Last week we learned a bit about maps, reduces and used Spark to solve a problem or two. But we kind of left it as a black box. Run some commands, stuff gets changed around a bit, run the right commands and you get an answer that seems reasonable faster than you could have without Spark. This week we are not going to go into too much more detail in terms of the problem solving. Maps and reduces are really and permutations thereof are where it is at. Instead we are going to look at reading content and working with partitions, the way data is grouped and divided in Spark.

Key Questions

  • What is the difference between data on disk and data loaded in to Spark?
  • What is the significance of partitions?
  • How many partitions do we typically want?
  • How can we see if are partitions are set up well? What does that even mean?

Assignment Overview

This week you can keep working on the assignment from last week if you were struggling with it. In addition there may be a few partition exercises to work on. Also start thinking about a final project.

Explore the Topics

Web Interfaces
This is a quick overview of connecting to the web interface of Spark which will be helpful in looking at it later.
Spark Partitions
Partitioning data is a generally very important concept. In Spark it is especially so. This exploration will go over partitions in Spark, what they are and how we can use them.
Spark IO
Last module we did some hand wavey work loading some data from BigQuery. It was pretty slick, we got data out of it without much effort, but that also required us to first load data into BigQuery. Lets look at other ways to get data into Spark.

Additional Resources

Setting Up Spark UI
Here is the documentation for the more secure SSH tunnel method of connecting to your instances.

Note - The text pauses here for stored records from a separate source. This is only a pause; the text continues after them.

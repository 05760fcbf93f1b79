use std::fmt;

use serde::{Deserialize, Serialize};

use crate::model::AggregateFunction;

#[derive(Debug, Clone, Copy, Default, PartialEq, Eq, Serialize, Deserialize)]
pub enum SortDirection {
    #[default]
    Asc,
    Desc,
}

impl fmt::Display for SortDirection {
    fn fmt(&self, f: &mut fmt::Formatter<'_>) -> fmt::Result {
        match self {
            SortDirection::Asc => write!(f, "ASC"),
            SortDirection::Desc => write!(f, "DESC"),
        }
    }
}

#[derive(Debug, Clone, PartialEq, Serialize, Deserialize)]
pub struct OrderByColumn {
    pub table_ref: Option<String>,
    pub aggregate: Option<AggregateFunction>,
    pub column: String,
    pub direction: SortDirection,
}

If you had sensitive data you might want to take this approach as it is more secure. For our purposes it really isn’t needed, but it is a valuable tool to have in your belt.
Spark Documentation
The Spark documentation, again, it is pretty good in terms of documentation.

Review

This module should have gotten you up to speed on the inner workings of Spark. As we move forward we will see there are some abstractions that make Spark easier to work with for day to day tasks, but in the end they are all limited by the topics we have covered in this module.